At each step, we use a blended strategy:

With probability (1 − epsilon):
    → Model-based:  argmax Q(state)

With probability epsilon:
    → With decreasing probability: Greedy Heuristic (move toward food, safe fallback)
    → Otherwise: Safe Random (random action among collision-free moves)

The greedy heuristic and safe-random strategies both avoid moves that result in immediate death whenever a safe option exists.

Memory System

Main Replay Buffer (`MemoireEfficace`)

Property	Value
Capacity	`200,000` transitions
Structure	Pre-allocated NumPy ring buffer (FIFO)
Stores	`(state, action, reward, next_state, done)`
Sampling	Uniform random
Batch size	`256`

Apple Memory (`memoire_pommes`)

Property	Value
Capacity	`20,000` transitions
Stores	Only transitions where food was collected
Purpose	Oversample rare reward events
Threshold	Activated when apple memory has ≥ `128` entries
Samples per batch	`128` additional samples mixed with main batch

Dashboard

Views: JEU, COURBE, HISTORIQUE, VISION. Switch panels by clicking their titles.

Left Menu

STATS (Live Cards)

Card	Description
Parties	Total games
Record	Best score
Moy100	100-game average
TPS	Steps per second
Temps	Duration
Epsilon	Exploration rate

CONTROLS

Button	Key	Action
Sauvegarder	`S`	Save model
Charger	`L`	Load model
Pause / Resume	`Space`	Toggle training
Capture	`C`	Dashboard screenshot
Export Excel	`E`	Training history log

OPTIONS section

Option	Default	Description
Auto-screenshots toggle	Off	Automatically captures screenshots at fixed interval
Interval input box	`60` seconds	Time between auto-screenshots when enabled

Footer

Button	Action
Quitter	Closes the dashboard and stops training

Panels

Panel	Content	Update rate
JEU	Pygame render of environment 0 — snake with color gradient (head brighter), red apple	Every frame
COURBE	Pygame line chart — raw scores (blue), moving average (orange), record (gold dashed)	Every frame
HISTORIQUE	Matplotlib scatter of all session scores	Every ~5 seconds
VISION	Vertical bar chart of all 26 input features	Every frame

Widgets (`widgets.py`)

`Bouton`

Rectangular button with hover color transition.
Click detected via rect collision.
Supports dynamic text via setter.
Callback function triggered on click.

`BoiteSaisie`

Text input field with focus management.
Click to activate, click away to deactivate.
Keyboard input with backspace support.
Returns text on Enter key press.

`StatCard`

Fixed height: 52px.
Displays a label and a large value.
Optional bar mode: shows a progress bar with gradient from red to green.
Render is safe: defaults to "N/A" if the value is missing.

`GraphiquePygame`

Rolling buffer: last 2000 scores (deque with maxlen).
Draws axes, grid lines, and a legend.
Auto-scales Y axis to data range.
Record line drawn as a dashed gold horizontal line.

Configuration

Defined in config.py.

Training Settings (ConfigEntrainement)

Recommended to change for experiments

Parameter	Default	Type	Description
`graine`	`42`	`int`	Random seed.
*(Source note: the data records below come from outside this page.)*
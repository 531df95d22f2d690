// SPDX-License-Identifier: PolyForm-Noncommercial-1.0.0
// Copyright (c) 2025 Sylvex. All rights reserved.

//! Snapshot reconciliation.
//!
//! The [`Reconciler`] diffs the mirror table (what the target is known to
//! hold) against a fresh snapshot set and produces the minimal operation
//! sequence that brings the target in line:
//!
//! - Creates for nodes new to the walk, ordered parents-before-children
//!   (pre-order walk order is already topological; a cycle back-reference is
//!   never a structural parent edge)
//! - Updates for nodes whose value hash or display name changed
//! - Deletes for previously mirrored nodes missing from the walk, ordered
//!   children-before-parent, unless the node sits under a `partial` snapshot
//!   (a transient enumeration failure must never cascade into deletes)
//!
//! Reconciliation is pure: no I/O, and identical inputs always produce an
//! identical operation sequence, which is what makes the diff layer
//! deterministic to test.

use std::collections::{HashMap, HashSet};

use chrono::{DateTime, Utc};
use serde::{Deserialize, Serialize};

use mira_core::snapshot::NodeSnapshot;
use mira_core::types::{optional_content_hash, NodeClass, NodeId, Value};

// =============================================================================
// MirrorRecord
// =============================================================================

/// Persistent mapping from one source node to its mirror on the target.
///
/// Records are created on first successful create, refreshed on successful
/// write, and removed on successful delete; the table and the target's nodes
/// stay 1:1 for the mirror's entire life.
#[derive(Debug, Clone, PartialEq, Serialize, Deserialize)]
pub struct MirrorRecord {
    /// Source-side identity.
    pub source_id: NodeId,

    /// Target-side identity returned by the create call.
    pub target_id: NodeId,

    /// Source-side structural parent. `None` for the mirror root.
    pub parent: Option<NodeId>,

    /// Node class at creation time.
    pub class: NodeClass,

    /// Display name last written to the target.
    pub display_name: String,

    /// Content hash of the value last written to the target.
    pub value_hash: u64,

    /// Position in the source walk, used as the stable sibling tie-break.
    pub walk_order: u64,

    /// When the record was last confirmed against the target.
    pub last_sync: DateTime<Utc>,
}

// =============================================================================
// MirrorTable
// =============================================================================

/// The `NodeId -> MirrorRecord` map owned by the sync engine.
///
/// Insertion assigns a monotonic walk-order stamp so that delete sequencing
/// can fall back to source-walk order for siblings.
#[derive(Debug, Default)]
pub struct MirrorTable {
    records: HashMap<NodeId, MirrorRecord>,
    next_order: u64,
}

impl MirrorTable {
    /// Creates an empty table.
    pub fn new() -> Self {
        Self::default()
    }

    /// Inserts a freshly created mirror record.
    pub fn insert(
        &mut self,
        source_id: NodeId,
        target_id: NodeId,
        parent: Option<NodeId>,
        class: NodeClass,
        display_name: String,
        value_hash: u64,
    ) {
        let order = self.next_order;
        self.next_order += 1;
        self.records.insert(
            source_id.clone(),
            MirrorRecord {
                source_id,
                target_id,
                parent,
                class,
                display_name,
                value_hash,
                walk_order: order,
                last_sync: Utc::now(),
            },
        );
    }

    /// Returns the record for a source node.
    pub fn get(&self, source_id: &NodeId) -> Option<&MirrorRecord> {
        self.records.get(source_id)
    }

    /// Returns the record for a source node, mutably.
    pub fn get_mut(&mut self, source_id: &NodeId) -> Option<&mut MirrorRecord> {
        self.records.get_mut(source_id)
    }

    /// Removes the record for a source node.
    pub fn remove(&mut self, source_id: &NodeId) -> Option<MirrorRecord> {
        self.records.remove(source_id)
    }

    /// Returns `true` if the source node is mirrored.
    pub fn contains(&self, source_id: &NodeId) -> bool {
        self.records.contains_key(source_id)
    }

    /// Number of mirrored nodes.
    pub fn len(&self) -> usize {
        self.records.len()
    }

    /// Returns `true` if nothing is mirrored.
    pub fn is_empty(&self) -> bool {
        self.records.is_empty()
    }

    /// Iterates over all records.
    pub fn iter(&self) -> impl Iterator<Item = (&NodeId, &MirrorRecord)> {
        self.records.iter()
    }

    /// Depth of a record in the previously mirrored tree (root = 0).
    ///
    /// Follows parent links through the table with a visited guard so a
    /// corrupted chain cannot loop.
    fn depth_of(&self, source_id: &NodeId) -> usize {
        let mut depth = 0;
        let mut seen: HashSet<&NodeId> = HashSet::new();
        let mut current = self.records.get(source_id);

        while let Some(record) = current {
            match &record.parent {
                Some(parent) if seen.insert(parent) => {
                    depth += 1;
                    current = self.records.get(parent);
                }
                _ => break,
            }
        }
        depth
    }

    /// Returns `true` if `source_id` or any of its previous-tree ancestors
    /// is flagged partial in the current walk.
    fn covered_by_partial(&self, source_id: &NodeId, partial: &HashSet<&NodeId>) -> bool {
        let mut seen: HashSet<&NodeId> = HashSet::new();
        let mut current = self.records.get(source_id);

        while let Some(record) = current {
            match &record.parent {
                Some(parent) => {
                    if partial.contains(parent) {
                        return true;
                    }
                    if !seen.insert(parent) {
                        break;
                    }
                    current = self.records.get(parent);
                }
                None => break,
            }
        }
        false
    }
}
Change to reproduce different training runs.
`nb_environnements`	`20`	`int`	Number of parallel game instances. More = faster experience collection, higher RAM/CPU usage.
`taux_apprentissage`	`0.0003`	`float`	Adam optimizer learning rate. Try `0.001` for faster (but less stable) learning.
`gamma`	`0.97`	`float`	Future reward discount factor. Lower = more short-sighted agent.
`epsilon_depart`	`1.0`	`float`	Initial exploration rate. Usually keep at 1.0 for a fresh start.
`epsilon_fin`	`0.0`	`float`	Final exploration rate. Can be set to `0.05` to always keep some exploration.
`epsilon_frames`	`1000`	`int`	Number of training steps to decay epsilon from start to end. Increase for longer exploration.
`transitions_min_debut`	`5000`	`int`	Minimum replay buffer size before training starts. Reduce to `1000` for quick tests.
`eval_intervalle`	`5000`	`int`	Steps between greedy evaluation runs. Lower to see test scores more frequently.
`nb_episodes_test`	`100`	`int`	Number of greedy episodes per evaluation. Reduce for speed.
`recompense_pomme`	`1.0`	`float`	Reward for eating food. Increase to make food more important.
`recompense_mort`	`-1.0`	`float`	Penalty for dying. Increase magnitude to punish deaths more.
`recompense_step`	`-0.001`	`float`	Small penalty per step (encourages efficiency). Set to `0` to remove time pressure.
`famine_base`	`100`	`int`	Base number of steps before starvation (without food).
`famine_par_case`	`3`	`int`	Additional steps per snake body block before starvation.
`taille_batch`	`256`	`int`	Batch size for main training. Larger = smoother gradients, more memory.
`memoire_max`	`200000`	`int`	Replay buffer capacity. Reduce to `50000` for lower memory usage.
`log_intervalle_sec`	`1.0`	`float`	Console log interval in seconds. Set to `5.0` for less noise.
`graph_update_intervalle`	`100`	`int`	Dashboard graph update frequency (every N steps).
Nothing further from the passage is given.